В записи 5RXN банка PDB представленно 3 треонина. Боковая цепь имеет зеркальную симметрию и по данной записи можно сказать, что треонин хирален.
Структура была расшифрованна в 1984 году. Разрешение 2 А. Информации о данных остатках в REMARK не найдено.
Остаток 167 цепи С - аргинин. Удивительно то, что в этом остатке есть ещё одна связь между N и C.
Остаток 136 цепи А - аспарагин. Также как и в ARG-167 есть связь между N и C, но ещё есть связи между OD1 и CB, ND2 и CB.
Возникнуть такое могло из-за того, что в программе установлено слишком большое расстояние между ядрами атомов, которое является критическим для прорисовки связи.
Структура была расшифрованна в 1999 году.
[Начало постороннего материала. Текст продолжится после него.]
//! LRM tender auctions joined with BEVSA reference rates.
//!
//! Each tenor bucket tracks one auction per date through three variables
//! (announced amount, adjudicated ratio, cut rate). The bucket's BEVSA tenor
//! is the comparator for the cut rate.

use std::collections::HashMap;

use chrono::NaiveDate;
use cifras_core::{
  Error, Result,
  series::{DateRange, Point, SeriesKey, days_before},
  store::SeriesStore,
};
use serde::Serialize;

use crate::{
  config::{TenderBucket, TenderConfig},
  reader::Reader,
  yield_curve::{self, CurveKind, CurvePoint},
};

fn bucket(config: &TenderConfig, days: u32) -> Result<&TenderBucket> {
  config
    .bucket(days)
    .ok_or_else(|| Error::bad_request(format!("unknown tenor {days}; expected 30, 90, 180 or 360")))
}

// ─── Proximity ───────────────────────────────────────────────────────────────

/// How close an auction's cut rate landed to the BEVSA reference.
#[derive(Debug, Clone, Copy, PartialEq, Eq, Serialize)]
#[serde(rename_all = "lowercase")]
pub enum Proximity {
  /// `|Δ| ≤ 0.5` pp.
  Green,
  /// `|Δ| ≤ 1.0` pp.
  Amber,
  Red,
}

impl Proximity {
  pub fn classify(cut_rate: f64, bevsa: f64) -> Self {
    let gap = (cut_rate - bevsa).abs();
    if gap <= 0.5 {
      Self::Green
    } else if gap <= 1.0 {
      Self::Amber
    } else {
      Self::Red
    }
  }

  fn between(cut_rate: Option<f64>, bevsa: Option<f64>) -> Option<Self> {
    Some(Self::classify(cut_rate?, bevsa?))
  }
}

// ─── Auction enumeration ─────────────────────────────────────────────────────

#[derive(Debug, Clone, Copy, PartialEq, Eq, Serialize)]
pub struct AuctionKey {
  pub date:  NaiveDate,
  pub tenor: u32,
}

/// Every `(date, tenor)` with auction data, newest first.
pub async fn auctions<S: SeriesStore>(
  reader: Reader<'_, S>,
  config: &TenderConfig,
) -> Result<Vec<AuctionKey>> {
  let mut out = Vec::new();
  for b in &config.buckets {
    for date in reader.dates(&b.auction_variables(), config.country_id).await? {
      out.push(AuctionKey { date, tenor: b.days });
    }
  }
  out.sort_by(|a, b| b.date.cmp(&a.date).then(a.tenor.cmp(&b.tenor)));
  Ok(out)
}

// ─── Single auction ──────────────────────────────────────────────────────────

#[derive(Debug, Clone, PartialEq, Serialize)]
pub struct Auction {
  pub date:               NaiveDate,
  pub tenor:              u32,
  pub announced:          Option<f64>,
  /// In `[0, 1]`.
  pub adjudicated_ratio:  Option<f64>,
  pub adjudicated_amount: Option<f64>,
  pub cut_rate:           Option<f64>,
  pub bevsa_rate:         Option<f64>,
  pub bevsa_date:         Option<NaiveDate>,
  pub proximity:          Option<Proximity>,
}

async fn load_auction<S: SeriesStore>(
  reader: Reader<'_, S>,
  config: &TenderConfig,
  b: &TenderBucket,
  date: NaiveDate,
) -> Result<Auction> {
  let values: HashMap<i64, f64> = reader
    .values_on(&b.auction_variables(), config.country_id, date)
    .await?
    .into_iter()
    .collect();
  let bevsa = reader
    .latest_at(SeriesKey::new(b.bevsa, config.country_id), Some(date))
    .await?;

  let announced = values.get(&b.announced).copied();
  let adjudicated_ratio = values.get(&b.adjudicated).copied();
  let cut_rate = values.get(&b.cut_rate).copied();
  let bevsa_rate = bevsa.map(|p| p.value);
  Ok(Auction {
    date,
    tenor: b.days,
    announced,
    adjudicated_ratio,
    adjudicated_amount: announced.zip(adjudicated_ratio).map(|(a, r)| a * r),
    cut_rate,
    bevsa_rate,
    bevsa_date: bevsa.map(|p| p.date),
    proximity: Proximity::between(cut_rate, bevsa_rate),
  })
}

/// The auction held on `date` for `tenor` days, with the latest BEVSA rate on
/// or before that date.
pub async fn auction<S: SeriesStore>(
  reader: Reader<'_, S>,
  config: &TenderConfig,
  date: NaiveDate,
  tenor: u32,
) -> Result<Auction> {
  let b = bucket(config, tenor)?;
  let a = load_auction(reader, config, b, date).await?;
  if a.announced.is_none() && a.adjudicated_ratio.is_none() && a.cut_rate.is_none() {
    return Err(Error::not_found(format!("licitación a {tenor} días del {date}")));
  }
  Ok(a)
}

// ─── BEVSA reference ─────────────────────────────────────────────────────────

#[derive(Debug, Clone, PartialEq, Serialize)]
pub struct BevsaReference {
  pub tenor:       u32,
  pub variable_id: i64,
  pub latest:      Option<Point>,
  /// Extremes over the last five observations.
  pub min:         Option<Point>,
  pub max:         Option<Point>,
}

pub async fn bevsa_reference<S: SeriesStore>(
  reader: Reader<'_, S>,
  config: &TenderConfig,
  tenor: u32,
  on_or_before: Option<NaiveDate>,
) -> Result<BevsaReference> {
  let b = bucket(config, tenor)?;
  let recent = reader
    .recent(SeriesKey::new(b.bevsa, config.country_id), on_or_before, 5)
    .await?;
  Ok(BevsaReference {
    tenor,
    variable_id: b.bevsa,
    latest: recent.first().copied(),
    min: recent.iter().copied().min_by(|a, b| a.value.total_cmp(&b.value)),
    max: recent.iter().copied().max_by(|a, b| a.value.total_cmp(&b.value)),
  })
}

#[derive(Debug, Clone, PartialEq, Serialize)]
pub struct BevsaCurve {
  pub date:   Option<NaiveDate>,
  pub points: Vec<CurvePoint>,
}

/// The full nominal BEVSA curve on the most recent trading date on or before
/// `on_or_before`.
pub async fn bevsa_curve<S: SeriesStore>(
  reader: Reader<'_, S>,
  config: &TenderConfig,
  on_or_before: Option<NaiveDate>,
) -> Result<BevsaCurve> {
  let dates = yield_curve::available_dates(reader, config.country_id, Some(CurveKind::Nominal))
    .await?
    .dates;
  let Some(date) = dates.into_iter().find(|d| on_or_before.is_none_or(|limit| *d <= limit))
  else {
    return Ok(BevsaCurve { date: None, points: Vec::new() });
  };
  let points = yield_curve::snapshot(reader, config.country_id, CurveKind::Nominal, date).await?;
  Ok(BevsaCurve { date: Some(date), points })
}

#[derive(Debug, Clone, PartialEq, Serialize)]
pub struct BevsaHistory {
  pub tenor:  u32,
  pub from:   Option<NaiveDate>,
  pub to:     Option<NaiveDate>,
  pub points: Vec<Point>,
}

/// BEVSA rate for a tenor over `[reference − days, reference]`, where the
/// reference is `on_or_before` or the latest observation.
pub async fn bevsa_history<S: SeriesStore>(
  reader: Reader<'_, S>,
  config: &TenderConfig,
  tenor: u32,
  days: Option<u64>,
  on_or_before: Option<NaiveDate>,
) -> Result<BevsaHistory> {
  let b = bucket(config, tenor)?;
  let key = SeriesKey::new(b.bevsa, config.country_id);
  let reference = match on_or_before {
    Some(d) => Some(d),
    None => reader.latest_at(key, None).await?.map(|p| p.date),
  };
  let Some(to) = reference else {
    return Ok(BevsaHistory { tenor, from: None, to: None, points: Vec::new() });
  };
  let from = days_before(to, days.unwrap_or(config.history_days));
  let points = reader.series(key, DateRange::between(from, to)?).await?;
  Ok(BevsaHistory { tenor, from: Some(from), to: Some(to), points })
}

// ─── Last-N aggregate ────────────────────────────────────────────────────────

#[derive(Debug, Clone, PartialEq, Serialize)]
pub struct AuctionRow {
  pub date:               NaiveDate,
  pub announced:          f64,
  /// Adjudicated ratio in percent.
  pub adjudicated_pct:    f64,
  pub adjudicated_amount: f64,
  pub cut_rate:           Option<f64>,
  pub bevsa_rate:         Option<f64>,
  pub proximity:          Option<Proximity>,
}

#[derive(Debug, Clone, PartialEq, Serialize)]
pub struct SkippedAuction {
  pub date:   NaiveDate,
  pub reason: &'static str,
}

#[derive(Debug, Clone, PartialEq, Serialize)]
pub struct LastAuctions {
  pub tenor:             u32,
  pub rows:              Vec<AuctionRow>,
  pub omitted:           Vec<SkippedAuction>,
  pub total_announced:   f64,
  pub total_adjudicated: f64,
  /// `total_adjudicated / total_announced · 100`; `null` when nothing was
  /// announced.
  pub weighted_ratio:    Option<f64>,
}

/// The most recent `config.last_n` auctions on or before `on_or_before`,
/// aggregated into a weighted adjudication ratio.
pub async fn last_auctions<S: SeriesStore>(
  reader: Reader<'_, S>,
  config: &TenderConfig,
  tenor: u32,
  on_or_before: Option<NaiveDate>,
) -> Result<LastAuctions> {
  let b = bucket(config, tenor)?;
  let dates: Vec<NaiveDate> = reader
    .dates(&[b.announced], config.country_id)
    .await?
    .into_iter()
    .filter(|d| on_or_before.is_none_or(|limit| *d <= limit))
    .take(config.last_n)
    .collect();

  let mut rows = Vec::with_capacity(dates.len());
  let mut omitted = Vec::new();
  for date in dates {
    let a = load_auction(reader, config, b, date).await?;
    let (Some(announced), Some(ratio)) = (a.announced, a.adjudicated_ratio) else {
      omitted.push(SkippedAuction { date, reason: "sin ratio adjudicado" });
      continue;
    };
    rows.push(AuctionRow {
      date,
      announced,
      adjudicated_pct: ratio * 100.0,
      adjudicated_amount: announced * ratio,
      cut_rate: a.cut_rate,
      bevsa_rate: a.bevsa_rate,
      proximity: a.proximity,
    });
  }

  let total_announced: f64 = rows.iter().map(|r| r.announced).sum();
  let total_adjudicated: f64 = rows.iter().map(|r| r.adjudicated_amount).sum();
  let weighted_ratio = (total_announced != 0.0).then(|| total_adjudicated / total_announced * 100.0);
  Ok(LastAuctions {
    tenor,
    rows,
    omitted,
    total_announced,
    total_adjudicated,
    weighted_ratio,
  })
}

// ─── Report bundle ───────────────────────────────────────────────────────────

/// Everything the external PDF renderer needs for one auction.
#[derive(Debug, Clone, PartialEq, Serialize)]
pub struct TenderReport {
  pub auction:   Auction,
  pub reference: BevsaReference,
  pub last:      LastAuctions,
  pub curve:     BevsaCurve,
  pub history:   BevsaHistory,
}

pub async fn report<S: SeriesStore>(
  reader: Reader<'_, S>,
  config: &TenderConfig,
  date: NaiveDate,
  tenor: u32,
) -> Result<TenderReport> {
  Ok(TenderReport {
    auction:   auction(reader, config, date, tenor).await?,
    reference: bevsa_reference(reader, config, tenor, Some(date)).await?,
    last:      last_auctions(reader, config, tenor, Some(date)).await?,
    curve:     bevsa_curve(reader, config, Some(date)).await?,
    history:   bevsa_history(reader, config, tenor, None, Some(date)).await?,
  })
}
Разрешение 3.30 А. Информации о данных остатках в REMARK была найдена следующая:
- REMARK 480 ZERO OCCUPANCY ATOM. THE LOCATION AND PROPERTIES OF THESE ATOMS MAY NOT BE RELIABLE - Нулевой занятости атом. Местоположение и свойства этих атомов могут не соответствовать реальности.
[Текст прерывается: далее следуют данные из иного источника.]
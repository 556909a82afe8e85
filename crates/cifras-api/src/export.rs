//! Handlers for the tidy export wizard.
//!
//! The client walks family → sub-family → variables → countries, previews the
//! selection and downloads it as one wide sheet per variable.
//!
//! | Method | Path | Notes |
//! |--------|------|-------|
//! | `GET`  | `/export/families` | |
//! | `GET`  | `/export/subfamilies` | Optional `family_id` |
//! | `GET`  | `/export/variables` | Optional `subfamily_id` |
//! | `GET`  | `/export/countries` | Countries tracked for `variable_ids[]` |
//! | `GET`  | `/export/preview` | `variable_ids[]`, `country_ids[]`, `date_from`, `date_to` |
//! | `GET`  | `/export/download` | Same selection as `.xlsx` |

use axum::{Json, extract::State, response::Response};
use cifras_analytics::tidy::{self, Selection, TidyRow};
use cifras_core::{
  catalog::{Country, Family, SubFamily, Variable},
  store::SeriesStore,
};

use crate::{ApiState, error::{ApiError, lift}, params::Params, xlsx_attachment};

pub async fn families<S>(State(state): State<ApiState<S>>) -> Result<Json<Vec<Family>>, ApiError>
where
  S: SeriesStore + 'static,
{
  Ok(Json(state.store.list_families().await.map_err(lift)?))
}

/// `GET /export/subfamilies[?family_id=..]`
pub async fn subfamilies<S>(
  State(state): State<ApiState<S>>,
  params: Params,
) -> Result<Json<Vec<SubFamily>>, ApiError>
where
  S: SeriesStore + 'static,
{
  let family_id = params.parse("family_id")?;
  Ok(Json(state.store.list_subfamilies(family_id).await.map_err(lift)?))
}

/// `GET /export/variables[?subfamily_id=..]`
pub async fn variables<S>(
  State(state): State<ApiState<S>>,
  params: Params,
) -> Result<Json<Vec<Variable>>, ApiError>
where
  S: SeriesStore + 'static,
{
  let subfamily_id = params.parse("subfamily_id")?;
  Ok(Json(state.store.list_variables(subfamily_id).await.map_err(lift)?))
}

/// `GET /export/countries?variable_ids[]=..`
pub async fn countries<S>(
  State(state): State<ApiState<S>>,
  params: Params,
) -> Result<Json<Vec<Country>>, ApiError>
where
  S: SeriesStore + 'static,
{
  let ids: Vec<i64> = params.parse_list("variable_ids")?;
  Ok(Json(tidy::countries_for(state.reader(), &ids).await?))
}

struct Owned {
  variable_ids: Vec<i64>,
  country_ids:  Vec<i64>,
  window:       cifras_core::series::DateRange,
}

impl Owned {
  fn from_params(params: &Params) -> Result<Self, ApiError> {
    Ok(Self {
      variable_ids: params.parse_list("variable_ids")?,
      country_ids:  params.parse_list("country_ids")?,
      window:       params.window()?,
    })
  }

  fn selection(&self) -> Selection<'_> {
    Selection { variable_ids: &self.variable_ids, country_ids: &self.country_ids, window: self.window }
  }
}

/// `GET /export/preview?variable_ids[]=..&country_ids[]=..`
pub async fn preview<S>(
  State(state): State<ApiState<S>>,
  params: Params,
) -> Result<Json<Vec<TidyRow>>, ApiError>
where
  S: SeriesStore + 'static,
{
  let sel = Owned::from_params(&params)?;
  Ok(Json(tidy::preview(state.reader(), &sel.selection()).await?))
}

/// `GET /export/download`: same selection as the preview.
pub async fn download<S>(
  State(state): State<ApiState<S>>,
  params: Params,
) -> Result<Response, ApiError>
where
  S: SeriesStore + 'static,
{
  let sel = Owned::from_params(&params)?;
  let tables = tidy::export(state.reader(), &sel.selection()).await?;
  let bytes = cifras_xlsx::write_tables(&tables)?;
  Ok(xlsx_attachment("series.xlsx", bytes))
}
- REMARK 500 THE FOLLOWING ATOMS ARE IN CLOSE CONTACT. - Следующие атомы близко расположены (ARG-167 and ASP-169; ASP-97 and ASN-136)
- REMARK 500 THE FOLLOWING RESIDUES HAVE A PSEUDO PLANARITY TORSION - Следующие остатки имеют пcевдо плоскость: ASN-136 (10.49).
Все эти четыре остатка являются триптофанами. Но все они различаются по конформации. Кольца триптофана цепи А находятся почти на одной плоскости, в цепи B и С - также, а в цепи D кольца находятся почти под прямым углом друг к другу. При этом любое отличное от угла 180 между плоскостями колец является не верным изображением, так как эти кольца имеют ароматические свойства и должны находиться на прямой плоскости, но это в программе похоже не установлено.
Структура была расшифрованна в 1990 году. Разрешение 2.9 А. Информации о данных остатках в REMARK не найдено.
III. Cкрипт для PyMOL к последнему заданию с записью 7GPB.
cd H:\Term5\Practice1 |
IV. Впечатления от PyMOL. В чём он лучше RasMol, а в чём – хуже?
Первые впечатления от PyMol остались вполне положительные. Можно, зная команды, легко добиться того, что нужно. Рассмотреть молекулы/остатки со всех сторон. Получить необходимые изображения.
Единственное, смущает отсутствие подробного описания команд. Например, мне пришлось столкнуться с проблемой подписывания цепей - а именно командой label. Если с ней работать в визуальном окне, то проблем нет. Но при написании скрипта подписать должным образом цепи так и не удалось. Почему-то при вводе команды label (resi 67),chain цепи подписываются так, если нажать из визуального окна (sele) -> label -> chain identifier. Хотя удобнее, чтобы он подписал просто с помощью chains. Разобраться даже с помощью руководства не получилось.
С RasMol сравнивать не могу, т.к. также тесно ещё с ним не сталкивалась.